The DOL is accepting comments on the proposed regulations until April 11, 2008. We strongly encourage you to provide feedback to the DOL. Please note that employers are free to comment on areas about which the DOL did not specifically request comments.
As you may already know, near the beginning of the year, the President Bush signed into law H.R. 4986, the National Defense Authorization Act for Fiscal Year 2008 (NDAA). Among other things, section 585 of the NDAA amends the FMLA to include a new qualifying reason for leave and to provide a new leave entitlement. Specifically, the amendment provides for the following:
1. Eligible employees are entitled to up to 12 weeks of leave because of any qualifying exigency arising out of the fact that the spouse, son, daughter, or parent of the employee is on active duty, or has been notified of an impending call to active duty status, in support of a contingency operation.
2. An eligible employee who is the spouse, son, daughter, parent, or next of kin of a covered servicemember who is recovering from a serious illness or injury sustained in the line of duty on active duty is entitled to up to 26 weeks of leave in a single 12-month period to care for the servicemember.
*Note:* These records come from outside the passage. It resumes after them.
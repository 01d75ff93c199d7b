use bd_api::ClientError;
use bd_cards::CardsError;
use bd_config::ConfigError;
use bd_session::SessionError;

use std::panic::Location;

use error_location::ErrorLocation;
use thiserror::Error;

#[derive(Error, Debug)]
pub enum CliError {
    #[error("Configuration error: {source} {location}")]
    Config {
        #[source]
        source: ConfigError,
        location: ErrorLocation,
    },

    #[error("HTTP client setup failed: {source} {location}")]
    Client {
        #[source]
        source: ClientError,
        location: ErrorLocation,
    },

    #[error("{source}")]
    Session {
        #[from]
        source: SessionError,
    },

    #[error("{source}")]
    Cards {
        #[from]
        source: CardsError,
    },

    #[error("No card at position {position} {location}")]
    NoCardAt {
        position: usize,
        location: ErrorLocation,
    },

    #[error("Failed to initialize logger: {message} {location}")]
    Logger {
        message: String,
        location: ErrorLocation,
    },

    #[error("Failed to encode output: {source} {location}")]
    Json {
        #[source]
        source: serde_json::Error,
        location: ErrorLocation,
    },
}

impl CliError {
    #[track_caller]
    pub fn no_card_at(position: usize) -> Self {
        Self::NoCardAt {
            position,
            location: ErrorLocation::from(Location::caller()),
        }
    }

    #[track_caller]
    pub fn logger(message: impl Into<String>) -> Self {
        Self::Logger {
            message: message.into(),
            location: ErrorLocation::from(Location::caller()),
        }
    }

    /// Short message for the terminal; the full chain goes to the log.
    pub fn display_message(&self) -> String {
        match self {
            Self::Config { source, .. } => source.to_string(),
            Self::Client { source, .. } => source.display_message(),
            Self::Session { source } => source.display_message(),
            Self::Cards { source } => source.display_message(),
            Self::NoCardAt { position, .. } => format!("No card at position {position}"),
            Self::Logger { message, .. } => message.clone(),
            Self::Json { source, .. } => source.to_string(),
        }
    }
}

impl From<ConfigError> for CliError {
    #[track_caller]
    fn from(source: ConfigError) -> Self {
        Self::Config {
            source,
            location: ErrorLocation::from(Location::caller()),
        }
    }
}

impl From<ClientError> for CliError {
    #[track_caller]
    fn from(source: ClientError) -> Self {
        Self::Client {
            source,
            location: ErrorLocation::from(Location::caller()),
        }
    }
}

impl From<serde_json::Error> for CliError {
    #[track_caller]
    fn from(source: serde_json::Error) -> Self {
        Self::Json {
            source,
            location: ErrorLocation::from(Location::caller()),
        }
    }
}

pub type CliResult<T> = std::result::Result<T, CliError>;
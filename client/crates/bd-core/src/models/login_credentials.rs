use crate::{CoreError, CoreResult};

use std::fmt;

use serde::{Deserialize, Serialize};

#[derive(Clone, PartialEq, Eq, Serialize, Deserialize)]
pub struct LoginCredentials {
    pub email: String,
    pub password: String,
}

impl LoginCredentials {
    pub fn new(email: impl Into<String>, password: impl Into<String>) -> Self {
        Self {
            email: email.into(),
            password: password.into(),
        }
    }

    /// Only checks that both fields are filled in. Whether they are correct
    /// is for the auth service to decide.
    #[track_caller]
    pub fn validate(&self) -> CoreResult<()> {
        if self.email.trim().is_empty() {
            return Err(CoreError::validation("email", "Email is required"));
        }
        if self.password.is_empty() {
            return Err(CoreError::validation("password", "Password is required"));
        }
        Ok(())
    }
}

impl fmt::Debug for LoginCredentials {
    fn fmt(&self, f: &mut fmt::Formatter<'_>) -> fmt::Result {
        f.debug_struct("LoginCredentials")
            .field("email", &self.email)
            .field("password", &"<redacted>")
            .finish()
    }
}
use crate::{ConfigError, ConfigErrorResult, DEFAULT_FETCH_TIMEOUT_MS};

use std::time::Duration;

use serde::Deserialize;

// Per-collection fetch constraints
pub const MIN_FETCH_TIMEOUT_MS: u64 = 100;
pub const MAX_FETCH_TIMEOUT_MS: u64 = 60_000;

/// Page store fetch behaviour.
#[derive(Debug, Clone, Deserialize)]
#[serde(default)]
pub struct FetchConfig {
    /// Time a single collection fetch may take before it is failed
    pub timeout_ms: u64,
}

impl Default for FetchConfig {
    fn default() -> Self {
        Self {
            timeout_ms: DEFAULT_FETCH_TIMEOUT_MS,
        }
    }
}

impl FetchConfig {
    pub fn timeout(&self) -> Duration {
        Duration::from_millis(self.timeout_ms)
    }

    pub fn validate(&self) -> ConfigErrorResult<()> {
        if self.timeout_ms < MIN_FETCH_TIMEOUT_MS || self.timeout_ms > MAX_FETCH_TIMEOUT_MS {
            return Err(ConfigError::fetch(format!(
                "fetch.timeout_ms must be {}-{}, got {}",
                MIN_FETCH_TIMEOUT_MS, MAX_FETCH_TIMEOUT_MS, self.timeout_ms
            )));
        }

        Ok(())
    }
}
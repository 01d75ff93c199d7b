pub mod error;
pub mod models;

pub use error::error_kind::ErrorKind;
pub use error::{CoreError, CoreResult};
pub use error_location::ErrorLocation;
pub use models::auth_response::AuthResponse;
pub use models::balance_info::{BalanceInfo, DEFAULT_BALANCE_AMOUNT, DEFAULT_CURRENCY_TYPE};
pub use models::card_detail::CardDetail;
pub use models::card_id::CardId;
pub use models::card_type::CardType;
pub use models::login_credentials::LoginCredentials;
pub use models::new_card_form::NewCardForm;
pub use models::profile_update::ProfileUpdate;
pub use models::register_data::{MIN_PASSWORD_LENGTH, RegisterData};
pub use models::session::Session;
pub use models::token_refresh::TokenRefresh;
pub use models::transaction::Transaction;
pub use models::transaction_type::TransactionType;
pub use models::user::User;
pub use models::user_data::UserData;

#[cfg(test)]
mod tests;
use std::fmt;

use serde::{Deserialize, Serialize};

/// Partial profile edit. Absent fields are left untouched.
#[derive(Clone, Default, PartialEq, Eq, Serialize, Deserialize)]
#[serde(rename_all = "camelCase")]
pub struct ProfileUpdate {
    #[serde(default, skip_serializing_if = "Option::is_none")]
    pub name: Option<String>,
    #[serde(default, skip_serializing_if = "Option::is_none")]
    pub email: Option<String>,
    #[serde(default, skip_serializing_if = "Option::is_none")]
    pub avatar: Option<String>,
    #[serde(default, skip_serializing_if = "Option::is_none")]
    pub password: Option<String>,
}

impl ProfileUpdate {
    pub fn name(name: impl Into<String>) -> Self {
        Self {
            name: Some(name.into()),
            ..Default::default()
        }
    }

    pub fn is_empty(&self) -> bool {
        self.name.is_none() && self.email.is_none() && self.avatar.is_none() && self.password.is_none()
    }
}

impl fmt::Debug for ProfileUpdate {
    fn fmt(&self, f: &mut fmt::Formatter<'_>) -> fmt::Result {
        f.debug_struct("ProfileUpdate")
            .field("name", &self.name)
            .field("email", &self.email)
            .field("avatar", &self.avatar)
            .field("password", &self.password.as_ref().map(|_| "<redacted>"))
            .finish()
    }
}
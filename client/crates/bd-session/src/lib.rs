mod error;
mod session_snapshot;
mod session_store;

pub use error::{SessionError, SessionResult};
pub use session_snapshot::SessionSnapshot;
pub use session_store::SessionStore;

#[cfg(test)]
mod tests;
The first provision above provides a new qualifying reason for leave and will not go into effect until the secretary of labor issues regulations further defining "qualifying exigency" and explaining the terms of the amendment. The second military caregiver provision provides a new leave entitlement, which became effective on January 28, 2008. Unfortunately, even the military caregiver provisions are far from clear. Some of the questions and issues raised by the DOL for comment are discussed below.
Notice
The
DOL is requesting comments regarding employee-provided notice of the need for
FMLA leave. The proposed regulations concerning
FMLA leave in general require an employee to supply the employer with at least
30 days of advance notice. If this
30-day notice requirement cannot be met, notice must be given as soon as
practicable under the particular facts.
The DOL would like feedback as to whether this proposed regulation
regarding employee notice could apply to the new military family leave provisions
or if the new provisions necessitate a different notice requirement.
"Qualifying exigency"
Family members will be eligible for FMLA
leave because of any qualifying exigency arising out of the fact that the
spouse, son, daughter, or parent of the employee is on active duty or has been
notified of an impending call or order to active duty. By its terms, this provision will not go into
effect until the secretary of labor defines "qualifying
exigency." Thus, the DOL is seeking
commentary to assist in developing an effective interpretation. Congressional representatives have stated
that this amendment could be used for families needing to take time off to
manage issues concerning childcare or financial planning, to attend
predeployment meetings and support sessions, to see a family member off to
service or welcome the family member back home, or for any other issues that
may arise as a result of immediate deployment.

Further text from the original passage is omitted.